Foto: Ulrich Feuerstein | Bastian Kappus (Bildmitte) nimmt am Matthias-Grünewald-Gymnasium in Tauberbischofsheim als erster Schüler am Modell der Schulzeitstreckung teil: "Ich bin sehr motiviert und freue mich auf die neue Schul- und ...
Ulrich Feuerstein
 |  aktualisiert: 15.12.2020 02:14 Uhr

Schule und Leistungssport: Sie unter einen Hut zu bringen, ist nicht einfach. Bastian Kappus kann es. Der Fechter nimmt am Matthias-Grünewald-Gymnasium als erster Schüler am Modell der Schulzeitstreckung teil.

Mit dem neuen Modell will es das Kultusministerium jungen Leistungssportlern erleichtern, eine duale Karriere mit Training und Schule in Einklang zu bringen. Hierfür sollen junge Leistungssportler die Schulzeit strecken können. Ziel ist es, den Schülern die für eine Spitzensportkarriere notwendige Zeit zur Verfügung zu stellen.

Abitur nach drei statt nach zwei Jahren ablegen

In der gymnasialen Kursstufe kann deshalb mit der individuellen Schulzeitstreckung das Abitur nach drei statt nach zwei Jahren abgelegt werden. Dieses Modell ist für einzelne Schüler interessant, die Sportarten mit besonders hohen Trainingsumfängen ausüben. Wie etwa Fechten.

Die strukturelle Schulzeitstreckung kann nur von Elite- oder Partnerschulen mit Sportprofil angewendet werden, die von vergleichsweise vielen Spitzensporttalenten besucht werden. Damit sie im Schulalltag umgesetzt werden kann, stellt das Kultusministerium diesen Schulen zusätzliche Deputatsstunden zur Verfügung.

Bastian Kappus lernt am Matthias-Grünewald-Gymnasium

Das Matthias-Grünewald-Gymnasium erfüllt diese Voraussetzungen. Sieben Landes- und Bundeskader-Fechter gehen aktuell hier zur Schule. Einer davon ist Bastian Kappus. Der 16-Jährige gehört dem Nachwuchskader des Deutschen Fechterbundes an und steht mit dem Florett auf dem ersten Platz der nationalen Rangliste bei den U17-Junioren. Die Belastung für Spitzenfechter wie ihn ist enorm.

"Rund um das Wochenende verpasste ich viel Unterricht aufgrund von Turnieren."
Bastian Kappus, Schüler und Fechter

Die Saison dauert von September bis Mai.

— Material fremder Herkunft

//! Video capture sources.
//!
//! This module provides the capture boundary for the session:
//! - Synthetic source (`stub://...`, testing and dry runs)
//! - USB/V4L2 devices (feature: ingest-v4l2)
//!
//! A source is singly owned by the running session. It is responsible for:
//! - Acquiring exclusive access to the device
//! - Reporting readiness (enough data buffered to produce a frame)
//! - Returning the latest frame with a monotonic timestamp
//! - Releasing the device on teardown
//!
//! A source MUST NOT:
//! - Store frames to disk
//! - Transmit frames over the network
//! - Open a second stream on a device it already holds

use anyhow::Result;

use crate::frame::RawFrame;

pub mod synthetic;
#[cfg(feature = "ingest-v4l2")]
pub mod v4l2;

pub use synthetic::{SyntheticConfig, SyntheticSource};
#[cfg(feature = "ingest-v4l2")]
pub use v4l2::{V4l2Config, V4l2Source};

/// Capture boundary consumed by the frame sampler.
pub trait VideoSource: Send {
    /// Human-readable identifier (device path or stub URL).
    fn name(&self) -> &str;

    /// Request exclusive access to the device.
    ///
    /// Failure means the capability is unavailable (permission denied, device
    /// missing); the session does not start.
    fn acquire(&mut self) -> Result<()>;

    /// True once the source can produce frames.
    fn is_ready(&self) -> bool;

    /// Latest available frame. May return a frame with the same timestamp as a
    /// previous poll; deduplication is the sampler's job.
    fn poll_frame(&mut self) -> Result<Option<RawFrame>>;

    /// Release the device. Must be idempotent.
    fn release(&mut self);
}

/// Capture settings shared by every source kind.
#[derive(Clone, Debug, PartialEq, Eq)]
pub struct CaptureSettings {
    /// `stub://<name>` for a synthetic source, otherwise a device path.
    pub device: String,
    pub target_fps: u32,
    pub width: u32,
    pub height: u32,
}

impl Default for CaptureSettings {
    fn default() -> Self {
        Self {
            device: "stub://webcam".to_string(),
            target_fps: 30,
            width: 640,
            height: 480,
        }
    }
}

/// Build an unacquired source for the configured device.
pub fn open_source(settings: &CaptureSettings) -> Result<Box<dyn VideoSource>> {
    if settings.device.starts_with("stub://") {
        return Ok(Box::new(SyntheticSource::new(SyntheticConfig {
            name: settings.device.clone(),
            target_fps: settings.target_fps,
            width: settings.width,
            height: settings.height,
        })));
    }

    #[cfg(feature = "ingest-v4l2")]
    {
        Ok(Box::new(V4l2Source::new(V4l2Config {
            device: settings.device.clone(),
            target_fps: settings.target_fps,
            width: settings.width,
            height: settings.height,
        })))
    }
    #[cfg(not(feature = "ingest-v4l2"))]
    {
        anyhow::bail!(
            "camera device {} requires the ingest-v4l2 feature",
            settings.device
        )
    }
}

Von 36 kalendarischen Wochenenden in diesem Zeitraum – sieht man einmal von den Einschränkungen wegen Corona ab – verbringen die Athleten in der Regel 32 Wochenenden bei Wettkämpfen, dem Stützpunkttraining oder bei Lehrgängen. Rechnet man die kirchlichen Feiertage ab, ist fast jedes Wochenende mit Fechten belegt.

Leistungssport verlangt viel Zeit und Disziplin

„Die Schulzeitstreckung ist eine tolle Sache“, sagt Bastian Kappus. Der Leistungssport verlange ihm viel Zeit und Disziplin ab. So sei es in der Vergangenheit oft vorgekommen, dass Schule und Sport kollidierten. „Rund um das Wochenende verpasste ich viel Unterricht aufgrund von Turnieren. Auch die Regelmäßigkeit der Trainingseinheiten litt manchmal unter Lernstress“, erinnert er sich. Durch die Schulzeitstreckung gewinne er freie Zeit. „Die kann ich dazu nutzen, um zu trainieren oder zu lernen.“

Am Matthias-Grünewald-Gymnasium haben sich Sportlehrer Tobias Link und Oberstufenberater Thomas Heinrich für die Schulzeitstreckung eingesetzt. „Wir wollen diejenigen bestmöglich unterstützen, die erfolgreich sind und Leistung erbringen wollen“, versichert Tobias Link. Er ist am MGG zugleich Koordinator der Eliteschule des Sports. Seiner Meinung nach hat Bastian Kappus die besten Voraussetzungen.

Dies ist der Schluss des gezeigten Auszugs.